Reflecting on Cambodia

Buddha statue at Bayon in Angor Thom. See more of our temple photos
The first headline on our Cambodia notes is that, like 80% of tourists who visit the country, we didn’t get much beyond the Angkor temples and Siem Reap. This city in north central Cambodia is home to the airport, hotels, and restaurants that allow over a million people per year to see Angkor Wat, and consequently it gave us about as valid a picture of the rest of the country as if we had just stayed in the airport the whole time.
Obviously the Angkor temples were the start of the show; my head almost collapsed thinking about the workplan required to coordinate the building and maintenance of such massive monuments. Something like 50-60 major temples exist in a radius of only a few miles, each with thousands of enormous stones transported 20-40 miles and engraved with incredible detail. The manpower required is mind boggling, not least because of the supply chain to feed so many workers and elephants living in a dense area. The empire eventually collapsed in part due to the cost of maintaining the monuments – a classic guns-or-butter problem except in this case it was rocks-or-butter.

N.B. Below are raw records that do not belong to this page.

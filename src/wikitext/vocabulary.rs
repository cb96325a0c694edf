//! Style tag vocabulary
//!
//! Every token style is a set of named tags such as `mw-template-name` or
//! `mw-link-ground`. Tags are interned as [`TagId`]s so that styles are
//! cheap to build, compare and serialize. The vocabulary maps ids back to
//! their class names for hosts that render CSS classes.
//!
//! # Layout
//!
//! ```text
//! 0 ..................... builtin tags   (constants in `tags`)
//! GROUND_BASE ........... 31 ground tags (template x ext x link nesting)
//! DYNAMIC_BASE .......... per extension tag: `mw-ext-NAME`, `mw-tag-NAME`
//! ```
//!
//! Builtin and ground ids are fixed, so styles produced by different
//! engines with the same configuration are comparable.

use hashbrown::HashMap;
use serde::{Deserialize, Serialize};

/// Interned style tag
#[derive(Debug, Clone, Copy, PartialEq, Eq, Hash, PartialOrd, Ord, Serialize, Deserialize)]
pub struct TagId(pub u16);

/// Handle to a registered extension tag (`ref`, `nowiki`, ...)
#[derive(Debug, Clone, Copy, PartialEq, Eq, Hash, PartialOrd, Ord, Serialize, Deserialize)]
pub struct ExtId(pub u16);

macro_rules! builtin_tags {
    ($($ident:ident => $name:literal,)*) => {
        #[allow(non_camel_case_types, clippy::upper_case_acronyms)]
        #[repr(u16)]
        enum Builtin { $($ident,)* __Count }

        /// Builtin style tags
        pub mod tags {
            use super::{Builtin, TagId};
            $(
                #[doc = concat!("`", $name, "`")]
                pub const $ident: TagId = TagId(Builtin::$ident as u16);
            )*
        }

        const BUILTIN_NAMES: &[&str] = &[$($name,)*];
    };
}

builtin_tags! {
    APOSTROPHES => "mw-apostrophes",
    APOSTROPHES_BOLD => "mw-apostrophes-bold",
    APOSTROPHES_ITALIC => "mw-apostrophes-italic",
    COMMENT => "mw-comment",
    DOUBLE_UNDERSCORE => "mw-double-underscore",
    EM => "mw-em",
    ERROR => "mw-error",
    EXTLINK => "mw-extlink",
    EXTLINK_BRACKET => "mw-extlink-bracket",
    EXTLINK_PROTOCOL => "mw-extlink-protocol",
    EXTLINK_TEXT => "mw-extlink-text",
    EXTTAG => "mw-exttag",
    EXTTAG_ATTRIBUTE => "mw-exttag-attribute",
    EXTTAG_BRACKET => "mw-exttag-bracket",
    EXTTAG_NAME => "mw-exttag-name",
    FREE_EXTLINK => "mw-free-extlink",
    FREE_EXTLINK_PROTOCOL => "mw-free-extlink-protocol",
    HR => "mw-hr",
    HTML_ENTITY => "mw-html-entity",
    HTMLTAG_ATTRIBUTE => "mw-htmltag-attribute",
    HTMLTAG_BRACKET => "mw-htmltag-bracket",
    HTMLTAG_NAME => "mw-htmltag-name",
    INDENTING => "mw-indenting",
    LINK => "mw-link",
    LINK_BRACKET => "mw-link-bracket",
    LINK_DELIMITER => "mw-link-delimiter",
    LINK_PAGENAME => "mw-link-pagename",
    LINK_TEXT => "mw-link-text",
    LINK_TOSECTION => "mw-link-tosection",
    LIST => "mw-list",
    PAGENAME => "mw-pagename",
    PARSER_FUNCTION => "mw-parserfunction",
    PARSER_FUNCTION_BRACKET => "mw-parserfunction-bracket",
    PARSER_FUNCTION_DELIMITER => "mw-parserfunction-delimiter",
    PARSER_FUNCTION_NAME => "mw-parserfunction-name",
    SECTION => "mw-section",
    SECTION_HEADER => "mw-section-header",
    SECTION_1 => "mw-section-1",
    SECTION_2 => "mw-section-2",
    SECTION_3 => "mw-section-3",
    SECTION_4 => "mw-section-4",
    SECTION_5 => "mw-section-5",
    SECTION_6 => "mw-section-6",
    SIGNATURE => "mw-signature",
    SKIP_FORMATTING => "mw-skipformatting",
    STRONG => "mw-strong",
    TABLE_BRACKET => "mw-table-bracket",
    TABLE_CAPTION => "mw-table-caption",
    TABLE_DEFINITION => "mw-table-definition",
    TABLE_DELIMITER => "mw-table-delimiter",
    TEMPLATE => "mw-template",
    TEMPLATE_ARGUMENT_NAME => "mw-template-argument-name",
    TEMPLATE_BRACKET => "mw-template-bracket",
    TEMPLATE_DELIMITER => "mw-template-delimiter",
    TEMPLATE_NAME => "mw-template-name",
    TEMPLATE_VARIABLE => "mw-templatevariable",
    TEMPLATE_VARIABLE_BRACKET => "mw-templatevariable-bracket",
    TEMPLATE_VARIABLE_DELIMITER => "mw-templatevariable-delimiter",
    TEMPLATE_VARIABLE_NAME => "mw-templatevariable-name",
}

/// Number of builtin tags
pub const BUILTIN_COUNT: u16 = Builtin::__Count as u16;

/// First ground tag id
pub const GROUND_BASE: u16 = BUILTIN_COUNT;

/// Number of ground tags (4 template levels x 4 ext levels x 2 link levels, minus "none")
pub const GROUND_COUNT: u16 = 31;

/// First id handed out at runtime
pub const DYNAMIC_BASE: u16 = GROUND_BASE + GROUND_COUNT;

/// Section level tag for a heading of `level` equals signs (clamped to 1..=6)
#[inline]
pub fn section_level(level: usize) -> TagId {
    let level = level.clamp(1, 6) as u16;
    TagId(tags::SECTION_1.0 + level - 1)
}

/// Ground tag for the given (already clamped) nesting buckets
///
/// Returns `None` when nothing is open.
#[inline]
pub fn ground_tag(template: u8, ext: u8, link: bool) -> Option<TagId> {
    let index = u16::from(template.min(3)) * 8 + u16::from(ext.min(3)) * 2 + u16::from(link);
    if index == 0 {
        None
    } else {
        Some(TagId(GROUND_BASE + index - 1))
    }
}

fn ground_name(index: u16) -> String {
    const LEVELS: [&str; 4] = ["", "", "2", "3"];
    let template = (index / 8) as usize;
    let ext = ((index / 2) % 4) as usize;
    let link = index % 2 == 1;

    let mut name = String::from("mw");
    if template > 0 {
        name.push_str("-template");
        name.push_str(LEVELS[template]);
    }
    if ext > 0 {
        name.push_str("-ext");
        name.push_str(LEVELS[ext]);
    }
    if link {
        name.push_str("-link");
    }
    name.push_str("-ground");
    name
}

/// Tags belonging to one registered extension tag
#[derive(Debug, Clone, PartialEq, Eq)]
pub struct ExtensionEntry {
    /// Lowercased tag name
    pub name: String,
    /// `mw-ext-NAME`, carried by the tag's brackets and name
    pub ext_tag: TagId,
    /// `mw-tag-NAME`, prefixed to tokens of the tag body
    pub body_tag: TagId,
}

/// Interning table for style tags
#[derive(Debug, Clone)]
pub struct Vocabulary {
    names: Vec<String>,
    ids: HashMap<String, TagId>,
    extensions: Vec<ExtensionEntry>,
    extension_ids: HashMap<String, ExtId>,
}

impl Vocabulary {
    /// Create a vocabulary holding the builtin and ground tags
    pub fn new() -> Self {
        let mut vocab = Self {
            names: Vec::with_capacity(DYNAMIC_BASE as usize + 32),
            ids: HashMap::with_capacity(DYNAMIC_BASE as usize + 32),
            extensions: Vec::new(),
            extension_ids: HashMap::new(),
        };
        for name in BUILTIN_NAMES {
            vocab.register(name);
        }
        for index in 1..=GROUND_COUNT {
            vocab.register(&ground_name(index));
        }
        vocab
    }

    /// Intern `name`, returning the existing id if already known
    pub fn register(&mut self, name: &str) -> TagId {
        if let Some(&id) = self.ids.get(name) {
            return id;
        }
        let id = TagId(self.names.len() as u16);
        self.names.push(name.to_string());
        self.ids.insert(name.to_string(), id);
        id
    }

    /// Look up an interned tag
    #[inline]
    pub fn lookup(&self, name: &str) -> Option<TagId> {
        self.ids.get(name).copied()
    }

    /// Class name of a tag (empty for ids this vocabulary never issued)
    #[inline]
    pub fn name(&self, id: TagId) -> &str {
        self.names.get(id.0 as usize).map_or("", String::as_str)
    }

    /// Number of interned tags
    #[inline]
    pub fn len(&self) -> usize {
        self.names.len()
    }

    /// Whether the vocabulary is empty (never true after construction)
    #[inline]
    pub fn is_empty(&self) -> bool {
        self.names.is_empty()
    }

    /// Register an extension tag name and its two style tags
    pub fn register_extension(&mut self, name: &str) -> ExtId {
        let name = name.to_lowercase();
        if let Some(&id) = self.extension_ids.get(&name) {
            return id;
        }
        let ext_tag = self.register(&format!("mw-ext-{}", name));
        let body_tag = self.register(&format!("mw-tag-{}", name));
        let id = ExtId(self.extensions.len() as u16);
        self.extensions.push(ExtensionEntry {
            name: name.clone(),
            ext_tag,
            body_tag,
        });
        self.extension_ids.insert(name, id);
        id
    }

    /// Find a registered extension tag by (lowercased) name
    #[inline]
    pub fn extension(&self, name: &str) -> Option<ExtId> {
        self.extension_ids.get(name).copied()
    }

    /// Entry of a registered extension tag
    ///
    /// # Panics
    ///
    /// Panics if `id` was not issued by this vocabulary.
    #[inline]
    pub fn extension_entry(&self, id: ExtId) -> &ExtensionEntry {
        &self.extensions[id.0 as usize]
    }

    /// All registered extension tags, in registration order
    pub fn extensions(&self) -> impl Iterator<Item = (ExtId, &ExtensionEntry)> {
        self.extensions
            .iter()
            .enumerate()
            .map(|(i, entry)| (ExtId(i as u16), entry))
    }
}

impl Default for Vocabulary {
    fn default() -> Self {
        Self::new()
    }
}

Beyond visiting temples we managed a few quick detours to local homes and markets. We found an excellent guide, Sam, who speaks great English, knows volumes about every corner of every monument in the area, and thoughtfully answered all of our questions about how Cambodians live and work (email me if you want his contact info). Amongst other things Sam showed us:
Basic living
- People harvest the juice from Sugar Palms and boil it down to make palm sugar cubes (sold wrapped in palm leaf like a candy bar – yum!) and molasses-like syrup to ferment into booze
- Many families can afford a small black and white TV but have no electricity so they power the TV with a car battery, then take the battery into town occasionally for a charge
- On the banks of Ton Le Sap Lake (the “great lake”) families have small, way-overcrowded houses floating on the lake that are broken down, moved up the shores, and reassembled during the rainy season when the lake expands to roughly 10x its size in the dry season
- Mobile phones in Cambodia are everywhere, with a 40 day/500 minute SIM card costing about $10. Satellite TV costs ~$5 per month. Seeing prices like this in countries with bad infrastructure and scarce technical skills always makes me that much more annoyed about how US and European telecoms have managed to keep prices high via a regulatory process that nominally protects consumers; e.g. East Africa and India both have vibrant cell phone economies with average monthly revenue per user of <$10
Homebuilding
- Building a house is an all-prepaid enterprise as interest rates on personal loans are 60%+ APR. Because of the weak financial infrastructure families generally put their savings into gold bullion which is then hidden somewhere until they have enough to build what they want to build
- Most houses are still built on stilts between 6’ and 12’ tall; although the irrigation infrastructure goes back over a thousand years and has solved the problem of floods families still like to have a place to keep their bikes/mopeds/other property under cover and potentially add more indoor space if they eventually decide to finish out the ground level
- Outside the city, even brand new homes generally don’t have conventional electricity or running water; affluent families might have a small generator behind the house. Electricity in town on the grid costs 80 cents per kwh, probably at least 5x what most people in the US pay
International assistance
- I asked about programs where individuals can contribute to building a schoolhouse but Sam said that there is generally enough hard infrastructure for education (buildings); instead the problem is teacher qualifications and performance. Schoolteachers make roughly $40 per month for working 9 months a year, half days (students have one teacher in the morning, another in the afternoon). Construction workers coming in from the farms around Siem Reap make $5-$10 per day
- Sam believes that the most effective international aid programs around Siem Reap have been well and water related – either providing new wells so families have easier access to water or providing household filters to sanitize water.
Tourism
- Most registered tour guides charge $25 per day; there’s a shortage of Spanish and Italian speaking guides so these folks charge double. The huge volumes of tourists from Korea and lack of Khmer guides who speak the language means that 200 Korean expats have been brought to Siem Reap to give tours to their countrymen. 90% of tour guides are men because, according to Sam, Khmer women want to work out of the sun to keep their complexion fair (as in India, Vietnam, etc)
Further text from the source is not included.